___ MATERIAL FOR THIS EXERCISE
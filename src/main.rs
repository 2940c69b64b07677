//! Polite-Crawl main entry point
//!
//! This is the command-line interface for the Polite-Crawl crawl scheduler.

use anyhow::Context;
use clap::Parser;
use polite_crawl::config::{load_config_with_hash, Config, RateLimiterConfig};
use polite_crawl::crawler::Coordinator;
use polite_crawl::output::print_report;
use std::path::PathBuf;
use tracing_subscriber::EnvFilter;

/// Polite-Crawl: a bounded-concurrency, polite crawl scheduler
///
/// Polite-Crawl crawls a site breadth-first from its seed URLs while
/// respecting robots.txt, a configurable rate limiter and a page budget,
/// and prints the pages it reached, the ones it could not, and the files
/// it found along the way.
#[derive(Parser, Debug)]
#[command(name = "polite-crawl")]
#[command(version)]
#[command(about = "A polite, bounded-concurrency crawl scheduler", long_about = None)]
struct Cli {
    /// Path to TOML configuration file
    #[arg(value_name = "CONFIG")]
    config: PathBuf,

    /// Increase logging verbosity (-v, -vv, -vvv)
    #[arg(short, long, action = clap::ArgAction::Count)]
    verbose: u8,

    /// Suppress non-error output
    #[arg(short, long, conflicts_with = "verbose")]
    quiet: bool,

    /// Validate config and show what would be crawled without actually crawling
    #[arg(long)]
    dry_run: bool,
}

#[tokio::main]
async fn main() -> anyhow::Result<()> {
    let cli = Cli::parse();

    setup_logging(cli.verbose, cli.quiet);

    tracing::info!("Loading configuration from: {}", cli.config.display());
    let (config, config_hash) = load_config_with_hash(&cli.config)
        .with_context(|| format!("Failed to load configuration from {}", cli.config.display()))?;
    tracing::info!("Configuration loaded successfully (hash: {})", config_hash);

    if cli.dry_run {
        handle_dry_run(&config);
        return Ok(());
    }

    handle_crawl(config).await
}

/// Sets up the logging/tracing subscriber based on verbosity level
fn setup_logging(verbose: u8, quiet: bool) {
    let filter = if quiet {
        EnvFilter::new("error")
    } else {
        match verbose {
            0 => EnvFilter::new("polite_crawl=info,warn"),
            1 => EnvFilter::new("polite_crawl=debug,info"),
            2 => EnvFilter::new("polite_crawl=trace,debug"),
            _ => EnvFilter::new("trace"),
        }
    };

    tracing_subscriber::fmt()
        .with_env_filter(filter)
        .with_target(false)
        .with_thread_ids(false)
        .with_file(false)
        .init();
}

fn describe_rate_limiter(config: &RateLimiterConfig) -> String {
    match config {
        RateLimiterConfig::None => "none".to_string(),
        RateLimiterConfig::TokenBucket { capacity, window } => {
            format!("token bucket, {} per {}s", capacity, window)
        }
        RateLimiterConfig::SlidingWindow {
            max_requests,
            window,
        } => format!("sliding window, {} per {}s", max_requests, window),
        RateLimiterConfig::LeakyBucket { rate } => format!("leaky bucket, {} per second", rate),
    }
}

/// Handles the --dry-run mode: shows the effective configuration
fn handle_dry_run(config: &Config) {
    println!("=== Polite-Crawl Dry Run ===\n");

    println!("Seeds ({}):", config.seeds.len());
    for seed in &config.seeds {
        println!("  - {}", seed);
    }

    println!("\nCrawler Configuration:");
    println!("  Max pages: {}", config.crawler.max_pages);
    println!("  Concurrency limit: {}", config.crawler.concurrency_limit);
    println!(
        "  Delay between batches: {}s",
        config.crawler.delay_between_batches
    );
    println!("  Same domain only: {}", config.crawler.same_domain_only);

    println!("\nRetry:");
    println!("  Max retries: {}", config.retry.max_retries);
    println!("  Backoff base: {}", config.retry.retry_delay_base);
    println!(
        "  Timeout: {}s (+{}s per timeout)",
        config.retry.initial_timeout, config.retry.timeout_increment
    );

    println!(
        "\nRate limiter: {}",
        describe_rate_limiter(&config.rate_limiter)
    );

    println!("\nUser Agents ({}):", config.user_agent.agents.len());
    for agent in &config.user_agent.agents {
        println!("  - {}", agent);
    }

    println!("\n✓ Configuration is valid");
}

/// Handles the main crawl operation
async fn handle_crawl(config: Config) -> anyhow::Result<()> {
    let coordinator = Coordinator::new(config).context("Failed to start crawl")?;
    let report = coordinator.run().await;

    print_report(&report);
    Ok(())
}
______
Give the number of lines in the entries above that include the word "verbose", and nothing more.

5